En multipliant les commissions extramunicipales qui donnaient la parole aux citoyens pour
chaque projet d'envergure, vous avez inventé les nouvelles formes de démocratie
participative. Sous votre impulsion, « oser Paris » n'était pas un simple slogan de campagne
mais une réalité tangible avec toujours un temps d'avance économique, urbanistique, culturel
et sportif sur Londres, Berlin ou Barcelone.
Adulte, devenu un citoyen engagé, je vous voyais toujours partout ! A Villepinte, le 2 mai
2002, je suis allé vous soutenir, à trois jours du second tour de l'élection présidentielle face à
Jean-Marie Le Pen, parce que je voulais affirmer ma foi dans les valeurs de la République. Je
me souviens de la force et de la justesse de vos mots : « l'extrémisme dégrade et salit l'image
et même l'honneur de la France ». De votre lecture lucide de la rafle du Vel' d'hiv' à votre
refus constant de toute compromission avec le Front national, vous avez toujours combattu le
rejet de l'autre et promu l'idée d'une communauté nationale animée par l'unité et la cohésion.

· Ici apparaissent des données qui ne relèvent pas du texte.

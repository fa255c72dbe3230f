mod cell;
mod error;
mod grid;
mod rules;
mod step;
mod patterns;
mod scheduler;
mod algorithm;

pub use cell::{CellState, Transition};
pub use error::LifeError;
pub use grid::{LifeGrid, wrap};
pub use rules::{Rule, ConwayRule, default_rule};
pub use step::StepEngine;
pub use patterns::{Blueprint, presets};
pub use scheduler::{Scheduler, SchedulerState, DEFAULT_INTERVAL};
pub use algorithm::Algorithm;
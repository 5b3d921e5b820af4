pub mod schema;

pub use schema::{AgentConfig, CatalogConfig, Config};
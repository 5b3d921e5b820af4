use anyhow::{Context, Result};
use directories::UserDirs;
use serde::{Deserialize, Serialize};
use std::path::PathBuf;
use tokio::fs;

// ── Top-level config ──────────────────────────────────────────────

/// Top-level Soundesk configuration, loaded from `config.toml`.
///
/// Resolution order: `SOUNDESK_CONFIG_DIR` env → `~/.soundesk/config.toml`.
#[derive(Debug, Clone, Serialize, Deserialize)]
pub struct Config {
    /// Path to config.toml - computed at load time, not serialized
    #[serde(skip)]
    pub config_path: PathBuf,
    /// API key for the completion provider. Overridden by `SOUNDESK_API_KEY`
    /// or `API_KEY` env vars; absent everywhere means a placeholder key.
    pub api_key: Option<String>,
    /// Base URL override for the provider API (any OpenAI-compatible endpoint)
    pub api_url: Option<String>,
    /// Default provider ID (e.g. `"openai"`). Default: `"openai"`.
    pub default_provider: Option<String>,
    /// Default model routed through the selected provider.
    pub default_model: Option<String>,
    /// Default model temperature (0.0–2.0). Default: `0.3`.
    pub default_temperature: f64,
    /// Completion token cap per reply. Default: `800`.
    #[serde(default = "default_max_tokens")]
    pub max_tokens: u32,

    /// Agent settings (`[agent]`).
    #[serde(default)]
    pub agent: AgentConfig,

    /// Product catalog source (`[catalog]`).
    #[serde(default)]
    pub catalog: CatalogConfig,
}

fn default_max_tokens() -> u32 {
    800
}

impl Default for Config {
    fn default() -> Self {
        Self {
            config_path: PathBuf::new(),
            api_key: None,
            api_url: None,
            default_provider: Some("openai".to_string()),
            default_model: Some("gpt-3.5-turbo".to_string()),
            default_temperature: 0.3,
            max_tokens: default_max_tokens(),
            agent: AgentConfig::default(),
            catalog: CatalogConfig::default(),
        }
    }
}

/// Agent settings (`[agent]` section).
#[derive(Debug, Clone, Serialize, Deserialize)]
pub struct AgentConfig {
    /// Maximum conversation history messages sent per completion. Default: `50`.
    #[serde(default = "default_agent_max_history_messages")]
    pub max_history_messages: usize,
}

fn default_agent_max_history_messages() -> usize {
    50
}

impl Default for AgentConfig {
    fn default() -> Self {
        Self {
            max_history_messages: default_agent_max_history_messages(),
        }
    }
}

/// Product catalog source (`[catalog]` section).
#[derive(Debug, Clone, Serialize, Deserialize, Default)]
pub struct CatalogConfig {
    /// Path to a catalog JSON file. Unset means the built-in catalog;
    /// a file that fails to load means an empty one.
    #[serde(default)]
    pub path: Option<String>,
}

fn soundesk_dir() -> Result<PathBuf> {
    if let Ok(dir) = std::env::var("SOUNDESK_CONFIG_DIR") {
        if !dir.trim().is_empty() {
            return Ok(PathBuf::from(dir));
        }
    }

    UserDirs::new()
        .map(|dirs| dirs.home_dir().join(".soundesk"))
        .context("Could not determine home directory")
}

impl Config {
    pub async fn load_or_init() -> Result<Self> {
        let dir = soundesk_dir()?;
        let config_path = dir.join("config.toml");

        fs::create_dir_all(&dir)
            .await
            .with_context(|| format!("Failed to create config directory: {}", dir.display()))?;

        if config_path.exists() {
            let contents = fs::read_to_string(&config_path)
                .await
                .context("Failed to read config file")?;
            let mut config: Config =
                toml::from_str(&contents).context("Failed to parse config file")?;
            config.config_path = config_path;
            config.validate()?;
            tracing::info!(
                path = %config.config_path.display(),
                initialized = false,
                "Config loaded"
            );
            Ok(config)
        } else {
            let mut config = Config::default();
            config.config_path = config_path;
            config.save().await?;

            // Restrict permissions on the new config file (may hold an API key)
            #[cfg(unix)]
            {
                use std::{fs::Permissions, os::unix::fs::PermissionsExt};
                let _ = fs::set_permissions(&config.config_path, Permissions::from_mode(0o600))
                    .await;
            }

            tracing::info!(
                path = %config.config_path.display(),
                initialized = true,
                "Config loaded"
            );
            Ok(config)
        }
    }

    /// Catch obviously invalid values early instead of failing at arbitrary
    /// runtime points.
    pub fn validate(&self) -> Result<()> {
        if !(0.0..=2.0).contains(&self.default_temperature) {
            anyhow::bail!("default_temperature must be between 0.0 and 2.0");
        }
        if self.max_tokens == 0 {
            anyhow::bail!("max_tokens must be greater than 0");
        }
        if self.agent.max_history_messages == 0 {
            anyhow::bail!("agent.max_history_messages must be greater than 0");
        }
        Ok(())
    }

    /// Apply environment variable overrides to config.
    pub fn apply_env_overrides(&mut self) {
        // API key: SOUNDESK_API_KEY or API_KEY (generic)
        if let Ok(key) = std::env::var("SOUNDESK_API_KEY").or_else(|_| std::env::var("API_KEY")) {
            if !key.is_empty() {
                self.api_key = Some(key);
            }
        }

        // Provider: SOUNDESK_PROVIDER or PROVIDER
        if let Ok(provider) =
            std::env::var("SOUNDESK_PROVIDER").or_else(|_| std::env::var("PROVIDER"))
        {
            if !provider.is_empty() {
                self.default_provider = Some(provider);
            }
        }

        // Model: SOUNDESK_MODEL or MODEL
        if let Ok(model) = std::env::var("SOUNDESK_MODEL").or_else(|_| std::env::var("MODEL")) {
            if !model.is_empty() {
                self.default_model = Some(model);
            }
        }

        // Base URL: SOUNDESK_API_URL
        if let Ok(url) = std::env::var("SOUNDESK_API_URL") {
            if !url.is_empty() {
                self.api_url = Some(url);
            }
        }

        // Temperature: SOUNDESK_TEMPERATURE
        if let Ok(temp_str) = std::env::var("SOUNDESK_TEMPERATURE") {
            if let Ok(temp) = temp_str.parse::<f64>() {
                if (0.0..=2.0).contains(&temp) {
                    self.default_temperature = temp;
                }
            }
        }

        // Catalog path: SOUNDESK_CATALOG
        if let Ok(path) = std::env::var("SOUNDESK_CATALOG") {
            if !path.is_empty() {
                self.catalog.path = Some(path);
            }
        }
    }

    /// Catalog path with `~` expanded, if configured.
    pub fn catalog_path(&self) -> Option<PathBuf> {
        self.catalog
            .path
            .as_deref()
            .map(|path| PathBuf::from(shellexpand::tilde(path).into_owned()))
    }

    pub async fn save(&self) -> Result<()> {
        let toml_str = toml::to_string_pretty(self).context("Failed to serialize config")?;

        let parent_dir = self
            .config_path
            .parent()
            .context("Config path must have a parent directory")?;

        fs::create_dir_all(parent_dir).await.with_context(|| {
            format!(
                "Failed to create config directory: {}",
                parent_dir.display()
            )
        })?;

        // Write to a temp file and rename so a crash never truncates the
        // existing config.
        let file_name = self
            .config_path
            .file_name()
            .and_then(|name| name.to_str())
            .unwrap_or("config.toml");
        let temp_path = parent_dir.join(format!(".{file_name}.tmp-{}", uuid::Uuid::new_v4()));

        fs::write(&temp_path, &toml_str).await.with_context(|| {
            format!(
                "Failed to write temporary config file: {}",
                temp_path.display()
            )
        })?;

        if let Err(err) = fs::rename(&temp_path, &self.config_path).await {
            let _ = fs::remove_file(&temp_path).await;
            return Err(err).with_context(|| {
                format!("Failed to replace config file: {}", self.config_path.display())
            });
        }

        Ok(())
    }
}
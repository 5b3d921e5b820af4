//! Product catalog and relevance ranking.
//!
//! The catalog is loaded once at startup — either the built-in ten-product
//! literal or a JSON file of the same shape — and is read-only afterwards.
//! Relevance scoring lives behind [`ProductRanker`] so the ranking rule can
//! be swapped without touching the router.

use serde::{Deserialize, Serialize};
use std::path::Path;
use thiserror::Error;

const BUILTIN_PRODUCTS: &str = include_str!("builtin_products.json");

/// Ranked rows injected into the prompt context.
const CONTEXT_ROWS: usize = 5;

/// Tokens shorter than this are ignored when scoring.
const MIN_TOKEN_LEN: usize = 3;

#[derive(Debug, Error)]
pub enum CatalogError {
    #[error("failed to read catalog file {path}: {source}")]
    Io {
        path: String,
        #[source]
        source: std::io::Error,
    },
    #[error("failed to parse catalog JSON: {0}")]
    Parse(#[from] serde_json::Error),
}

/// One catalog row. Prices are kept as the source strings (INR amounts).
#[derive(Debug, Clone, Serialize, Deserialize, PartialEq, Eq)]
pub struct Product {
    pub product_name: String,
    pub discounted_price: String,
    pub actual_price: String,
    pub discount_percentage: String,
    pub rating: String,
    pub rating_count: String,
    pub about_product: String,
    /// Source data stores reviews as one pipe-delimited string; a plain
    /// list is accepted too.
    #[serde(deserialize_with = "deserialize_reviews")]
    pub reviews: Vec<String>,
}

fn deserialize_reviews<'de, D>(deserializer: D) -> Result<Vec<String>, D::Error>
where
    D: serde::Deserializer<'de>,
{
    #[derive(Deserialize)]
    #[serde(untagged)]
    enum Raw {
        Joined(String),
        List(Vec<String>),
    }

    Ok(match Raw::deserialize(deserializer)? {
        Raw::Joined(joined) => joined
            .split('|')
            .map(|review| review.trim().to_string())
            .filter(|review| !review.is_empty())
            .collect(),
        Raw::List(list) => list,
    })
}

#[derive(Debug, Deserialize)]
struct CatalogFile {
    products: Vec<Product>,
}

/// Read-only product catalog, populated once at startup.
#[derive(Debug, Clone, Default)]
pub struct Catalog {
    products: Vec<Product>,
}

impl Catalog {
    /// The ten-product literal compiled into the binary.
    pub fn builtin() -> Self {
        Self::from_json(BUILTIN_PRODUCTS).expect("built-in catalog JSON is valid")
    }

    /// A catalog with no rows; product augmentation degrades to a
    /// "no data" note.
    pub fn empty() -> Self {
        Self::default()
    }

    pub fn from_json(json: &str) -> Result<Self, CatalogError> {
        let file: CatalogFile = serde_json::from_str(json)?;
        Ok(Self {
            products: file.products,
        })
    }

    /// Load a catalog file from disk.
    pub async fn load(path: &Path) -> Result<Self, CatalogError> {
        let contents = tokio::fs::read_to_string(path)
            .await
            .map_err(|source| CatalogError::Io {
                path: path.display().to_string(),
                source,
            })?;
        Self::from_json(&contents)
    }

    pub fn products(&self) -> &[Product] {
        &self.products
    }

    pub fn len(&self) -> usize {
        self.products.len()
    }

    pub fn is_empty(&self) -> bool {
        self.products.is_empty()
    }
}

/// Pluggable relevance scoring over catalog rows.
pub trait ProductRanker: Send + Sync {
    /// Rank catalog rows against an utterance, most relevant first.
    fn rank<'a>(&self, catalog: &'a Catalog, utterance: &str) -> Vec<&'a Product>;

    /// The name of this ranker implementation.
    fn name(&self) -> &str;
}

/// Substring counting with fixed per-field weights: a token hit in the name
/// scores 10, in the description 3, in each review 2. Top five survive.
#[derive(Debug, Clone, Default)]
pub struct WeightedSubstringRanker;

impl WeightedSubstringRanker {
    pub fn new() -> Self {
        Self
    }

    fn tokenize(utterance: &str) -> Vec<String> {
        utterance
            .to_lowercase()
            .split_whitespace()
            .map(|token| {
                token
                    .trim_matches(|c: char| !c.is_alphanumeric())
                    .to_string()
            })
            .filter(|token| token.len() >= MIN_TOKEN_LEN)
            .collect()
    }

    fn score(product: &Product, tokens: &[String]) -> u32 {
        let name = product.product_name.to_lowercase();
        let about = product.about_product.to_lowercase();
        let mut score = 0;
        for token in tokens {
            if name.contains(token.as_str()) {
                score += 10;
            }
            if about.contains(token.as_str()) {
                score += 3;
            }
            for review in &product.reviews {
                if review.to_lowercase().contains(token.as_str()) {
                    score += 2;
                }
            }
        }
        score
    }
}

impl ProductRanker for WeightedSubstringRanker {
    fn rank<'a>(&self, catalog: &'a Catalog, utterance: &str) -> Vec<&'a Product> {
        let tokens = Self::tokenize(utterance);
        if tokens.is_empty() {
            return Vec::new();
        }

        let mut scored: Vec<(u32, &Product)> = catalog
            .products()
            .iter()
            .map(|product| (Self::score(product, &tokens), product))
            .filter(|(score, _)| *score > 0)
            .collect();
        scored.sort_by(|a, b| b.0.cmp(&a.0));
        scored
            .into_iter()
            .take(CONTEXT_ROWS)
            .map(|(_, product)| product)
            .collect()
    }

    fn name(&self) -> &str {
        "weighted_substring"
    }
}

#[cfg(test)]
mod tests {
    use super::*;

    #[test]
    fn builtin_catalog_parses() {
        let catalog = Catalog::builtin();
        assert_eq!(catalog.len(), 10);
    }

    #[test]
    fn pipe_delimited_reviews_split_into_list() {
        let catalog = Catalog::builtin();
        let first = &catalog.products()[0];
        assert_eq!(first.reviews.len(), 5);
        assert!(first.reviews[0].starts_with("Premium feel"));
    }

    #[test]
    fn review_list_form_is_accepted() {
        let json = r#"{"products":[{
            "product_name":"Test Buds",
            "discounted_price":"100","actual_price":"200","discount_percentage":"50",
            "rating":"4.0","rating_count":"10",
            "about_product":"Test earbuds.",
            "reviews":["Good.","Bad."]
        }]}"#;
        let catalog = Catalog::from_json(json).unwrap();
        assert_eq!(catalog.products()[0].reviews, vec!["Good.", "Bad."]);
    }

    #[test]
    fn malformed_json_is_a_parse_error() {
        let err = Catalog::from_json("{not json").unwrap_err();
        assert!(matches!(err, CatalogError::Parse(_)));
    }

    #[tokio::test]
    async fn missing_file_is_an_io_error() {
        let err = Catalog::load(Path::new("/nonexistent/catalog.json"))
            .await
            .unwrap_err();
        assert!(matches!(err, CatalogError::Io { .. }));
    }

    #[test]
    fn brand_token_ranks_matching_products() {
        let catalog = Catalog::builtin();
        let ranker = WeightedSubstringRanker::new();
        let ranked = ranker.rank(&catalog, "tell me about Sony earphones");
        assert!(!ranked.is_empty());
        assert!(ranked[0].product_name.contains("Sony"));
    }

    #[test]
    fn rank_caps_at_five_rows() {
        let catalog = Catalog::builtin();
        let ranker = WeightedSubstringRanker::new();
        // "headphones" appears in several names and every description.
        let ranked = ranker.rank(&catalog, "best headphones with great battery");
        assert!(ranked.len() <= 5);
        assert!(!ranked.is_empty());
    }

    #[test]
    fn empty_catalog_ranks_nothing() {
        let ranker = WeightedSubstringRanker::new();
        assert!(ranker.rank(&Catalog::empty(), "sony headphones").is_empty());
    }

    #[test]
    fn short_tokens_are_ignored() {
        let catalog = Catalog::builtin();
        let ranker = WeightedSubstringRanker::new();
        assert!(ranker.rank(&catalog, "is it ok").is_empty());
    }

    #[test]
    fn name_hits_outrank_description_hits() {
        let json = r#"{"products":[
            {"product_name":"Alpha Bass Buds","discounted_price":"1","actual_price":"2",
             "discount_percentage":"50","rating":"4","rating_count":"1",
             "about_product":"Earbuds.","reviews":"Fine."},
            {"product_name":"Beta Buds","discounted_price":"1","actual_price":"2",
             "discount_percentage":"50","rating":"4","rating_count":"1",
             "about_product":"Deep bass earbuds.","reviews":"Fine."}
        ]}"#;
        let catalog = Catalog::from_json(json).unwrap();
        let ranked = WeightedSubstringRanker::new().rank(&catalog, "bass");
        assert_eq!(ranked[0].product_name, "Alpha Bass Buds");
    }
}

C'est au nom de ces valeurs universelles, fondées sur le respect de chaque vie individuelle et
collective, que vos mandats présidentiels ont été mis au service du dialogue des civilisations.
L'évolution préoccupante du monde et les soubresauts de l'actualité témoignent à l'envi de la
modernité et de la pertinence de cette pensée politique. Toutes les cultures, tous les savoirs et
toutes les formes d'expression sont également respectables et utiles pour penser le monde,
pour l'interpeller et pour l'inspirer. Cette idée de l'humanité a fondé l'esprit du musée du quai
Branly comme une continuité vivante entre les peuples premiers et les hommes de demain.
Défendre la diversité et la vitalité des civilisations, y compris les plus anciennes ou les plus
éloignées, ne doit rien à la nostalgie, au conservatisme ou au renoncement. Les sociétés
humaines peuvent et devraient toujours progresser vers une organisation plus équitable ; cette
espérance motive et légitime l'engagement politique. Mais, la forme de conscience collective
que vous avez promue, attentive à la diversité et respectueuse de l'apport de chacun au
progrès, refuse la perspective d'un monde doté d'une seule langue scientifique, la possibilité
d'une littérature mondiale qui se replierait autour de quelques auteurs, la confiscation du
cinéma par un petit groupe de producteurs, l'éventualité d'une rationalité unique dans un
monde de plus en plus multipôlaire.
En refusant de mêler notre pays à la guerre en Irak, en dénonçant un libéralisme sans frein qui
aliène tant de vie humaines, en alertant la communauté internationale sur l'impérieuse
nécessité d'une révolution écologique (« Notre maison brûle et nous regardons ailleurs ») vous
avez rappelé au monde entier que la France a des responsabilités particulières héritées de son
histoire et des valeurs universelles qu'elle a contribué à forger.
La singularité de cette voix, l'indépendance de notre diplomatie et la pérennité de notre
modèle social ne survivront face aux mutations du monde que si nous savons moderniser
notre pays en faisant le choix du courage, des réformes de structure, de la compétitivité, du
travail, de l'innovation et de l'esprit d'entreprise.
Aussi, Monsieur le Président, à l'occasion de votre anniversaire que je vous souhaite
excellent, je veux également, à la lumière du chemin que vous avez dessiné, espérer le
meilleur, dans le plus proche avenir, pour Paris et pour la France.